La thérapie ciblée est l’une des nouvelles armes qui viennent rejoindre les traitements traditionnels (chimiothérapie, radiothérapie, hormonothérapie, mastectomie ou tumorectomie) utilisés dans l’arsenal de traitements spécifiquement conçus pour lutter contre le cancer du sein.
Ces médicaments bloquent des mécanismes spécifiques propres à certaines cellules cancéreuses.
Ces thérapies s’affirment comme le fer de lance de la recherche dans le domaine de la lutte contre le cancer, dans une volonté d’avancer vers des traitements de plus en plus spécifiques et d’obtenir, in fine, des thérapies plus efficaces et moins agressives.
Elles vont être choisis en fonction du type de cancer, en ciblant des molécules spécifiques présentes à la surface ou à l’intérieur des cellules cancéreuses.
En ciblant spécifiquement l’une de ces molécules, on peut interrompre le développement tumoral tout en limitant les effets néfastes du traitement.
Elles peuvent être utilisées en combinaison avec les autres traitements.
1. Définition des thérapies ciblées :
Les thérapies ciblées sont des traitements médicamenteux destinés à détruire spécifiquement les cellules cancéreuses.

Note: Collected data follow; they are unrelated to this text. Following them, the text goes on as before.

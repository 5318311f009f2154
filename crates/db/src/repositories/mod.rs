//! Repository abstractions for data access.
//!
//! Repositories provide a clean interface for database operations, hiding the
//! `SeaORM` implementation details from the rest of the application. Every
//! repository exposes pool-backed methods on `&self` plus `*_in` associated
//! functions that run on any [`sea_orm::ConnectionTrait`] implementor, so the
//! settlement engine can drive the same operations inside an open
//! transaction.

pub mod account;
pub mod item;
pub mod item_entry;
pub mod listing;
pub mod trade_transaction;
pub mod wallet;

pub use account::AccountRepository;
pub use item::ItemRepository;
pub use item_entry::ItemEntryRepository;
pub use listing::ListingRepository;
pub use trade_transaction::TradeTransactionRepository;
pub use wallet::WalletRepository;

use bazaar_shared::AppError;
use sea_orm::{DbErr, SqlErr};

/// Maps a database error onto the application error taxonomy.
///
/// Unique-constraint violations and serialization/deadlock failures become
/// `Conflict` (retryable); foreign-key violations mean a referenced row does
/// not exist and become `NotFound`; everything else is `Database`.
pub(crate) fn map_db_err(err: &DbErr) -> AppError {
    match err.sql_err() {
        Some(SqlErr::UniqueConstraintViolation(msg)) => return AppError::Conflict(msg),
        Some(SqlErr::ForeignKeyConstraintViolation(msg)) => return AppError::NotFound(msg),
        _ => {}
    }

    let msg = err.to_string();
    let lowered = msg.to_lowercase();
    if lowered.contains("40001")
        || lowered.contains("could not serialize")
        || lowered.contains("deadlock")
    {
        AppError::Conflict(msg)
    } else {
        AppError::Database(msg)
    }
}

#[cfg(test)]
mod tests {
    use super::*;

    #[test]
    fn test_serialization_failure_maps_to_conflict() {
        let err = DbErr::Custom("could not serialize access due to concurrent update".into());
        assert!(matches!(map_db_err(&err), AppError::Conflict(_)));
    }

    #[test]
    fn test_deadlock_maps_to_conflict() {
        let err = DbErr::Custom("deadlock detected".into());
        assert!(matches!(map_db_err(&err), AppError::Conflict(_)));
    }

    #[test]
    fn test_other_errors_map_to_database() {
        let err = DbErr::Custom("connection reset by peer".into());
        assert!(matches!(map_db_err(&err), AppError::Database(_)));
    }
}
//! `SeaORM` Entity for the wallets table.
//!
//! Composite key (account_id, currency_code); the balance column carries a
//! `CHECK (balance >= 0)` constraint in the schema.

use sea_orm::entity::prelude::*;
use serde::{Deserialize, Serialize};

#[derive(Clone, Debug, PartialEq, DeriveEntityModel, Eq, Serialize, Deserialize)]
#[sea_orm(table_name = "wallets")]
pub struct Model {
    #[sea_orm(primary_key, auto_increment = false)]
    pub account_id: Uuid,
    #[sea_orm(primary_key, auto_increment = false)]
    pub currency_code: String,
    #[sea_orm(column_type = "Decimal(Some((18, 2)))")]
    pub balance: Decimal,
    pub last_transaction_date: Option<DateTimeWithTimeZone>,
    pub is_active: bool,
}

#[derive(Copy, Clone, Debug, EnumIter, DeriveRelation)]
pub enum Relation {
    #[sea_orm(
        belongs_to = "super::accounts::Entity",
        from = "Column::AccountId",
        to = "super::accounts::Column::Id"
    )]
    Accounts,
    #[sea_orm(
        belongs_to = "super::currencies::Entity",
        from = "Column::CurrencyCode",
        to = "super::currencies::Column::CurrencyCode"
    )]
    Currencies,
}

impl Related<super::accounts::Entity> for Entity {
    fn to() -> RelationDef {
        Relation::Accounts.def()
    }
}

impl Related<super::currencies::Entity> for Entity {
    fn to() -> RelationDef {
        Relation::Currencies.def()
    }
}

impl ActiveModelBehavior for ActiveModel {}
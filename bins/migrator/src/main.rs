//! Database migration runner for Bazaar.
//!
//! Usage:
//!   migrator up      - Run all pending migrations
//!   migrator down    - Rollback last migration
//!   migrator status  - Show migration status
//!   migrator fresh   - Drop all tables and re-run migrations

use sea_orm_migration::prelude::*;

use bazaar_db::migration::Migrator;

#[tokio::main]
async fn main() {
    // Load .env file if present
    dotenvy::dotenv().ok();

    // Run the migrator CLI (it sets up its own tracing)
    cli::run_cli(Migrator).await;
}
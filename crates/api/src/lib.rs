//! HTTP API layer with Axum routes and middleware.
//!
//! This crate provides:
//! - REST API routes
//! - Authentication middleware
//! - Error-to-response mapping

pub mod error;
pub mod middleware;
pub mod routes;

pub use error::ApiError;

use axum::Router;
use sea_orm::DatabaseConnection;
use std::sync::Arc;
use tower_http::cors::{Any, CorsLayer};
use tower_http::trace::TraceLayer;

use bazaar_shared::JwtService;

/// Application state shared across handlers.
#[derive(Clone)]
pub struct AppState {
    /// Database connection pool.
    pub db: Arc<DatabaseConnection>,
    /// JWT service for token operations.
    pub jwt_service: Arc<JwtService>,
}

/// Creates the main application router.
pub fn create_router(state: AppState) -> Router {
    Router::new()
        .nest("/api/v1", routes::api_routes_with_state(state.clone()))
        .layer(TraceLayer::new_for_http())
        .layer(
            CorsLayer::new()
                .allow_origin(Any)
                .allow_methods(Any)
                .allow_headers(Any),
        )
        .with_state(state)
}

En cela, elles s’opposent à la chimiothérapie, traitement de référence en cas de cancer du sein, qui s’attaque à toutes les cellules de l’organisme, saines ou cancéreuses, et provoque, de fait, d’importants effets secondaires.
Les thérapies ciblées reposent sur le principe que les cellules cancéreuses disposent de spécificités, d’anomalies et de caractéristiques propres. Ainsi, les thérapies ciblées cherchent, comme leur nom l’indique, à cibler ces spécificités afin de limiter leur action aux cellules cancéreuses, sans nuire aux cellules saines.
2. Efficacité des thérapies ciblées :
Les thérapies ciblées ont déjà fait leurs preuves et démontré leur efficacité pour stopper ou ralentir la progression de la maladie sur un grand nombre de cancers, y compris métastatique.
Aujourd’hui, la difficulté de mise en œuvre de ces traitements réside davantage dans leur coût d’exécution, plus élevé que celui des thérapies traditionnelles, du fait de leur aspect personnalisé.
L’identification des gènes spécifiques des tumeurs à cibler est actuellement le point noir des thérapies ciblées. Les analyses induites pour déterminer si une thérapie ciblée est indiquée s’avèrent en effet onéreuses, sans offrir l’assurance de trouver des cibles et, de fait, de pouvoir mettre en œuvre un tel traitement.
Ce domaine, encore nouveau, est néanmoins en constante évolution, ce qui laisse espérer des perspectives prometteuses et la généralisation progressive d’une médecine oncologique personnalisée.
Si, aujourd’hui, seule une dizaine de molécules est prescrite dans le cadre de thérapies ciblées, des centaines de traitements sont en cours de développement, au rythme des découvertes de nouveaux gènes à cibler pour entraver le développement des cancers.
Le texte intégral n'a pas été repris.